## Dataset excerpts
= = =

use crate::core::BlocklistSource;
use crate::utils::error::{Result, VerifierError};
use async_trait::async_trait;
use reqwest::Client;
use std::time::Duration;

pub const DEFAULT_FETCH_TIMEOUT: Duration = Duration::from_secs(10);

pub struct HttpBlocklistSource {
    client: Client,
}

impl HttpBlocklistSource {
    pub fn new(timeout: Duration) -> Result<Self> {
        let client = Client::builder().timeout(timeout).build()?;
        Ok(Self { client })
    }

    pub fn with_client(client: Client) -> Self {
        Self { client }
    }
}

#[async_trait]
impl BlocklistSource for HttpBlocklistSource {
    async fn fetch(&self, url: &str) -> Result<String> {
        tracing::debug!("Making blocklist request to: {}", url);
        let response = self.client.get(url).send().await?;

        let status = response.status();
        tracing::debug!("Blocklist response status: {}", status);

        if !status.is_success() {
            return Err(VerifierError::BlocklistError {
                message: format!(
                    "Failed to fetch blocklist: {} {}",
                    status.as_u16(),
                    status.canonical_reason().unwrap_or("")
                ),
            });
        }

        Ok(response.text().await?)
    }
}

= = =

Tell how many lines of the entries above include "debug". The answer should be the number and nothing more.

2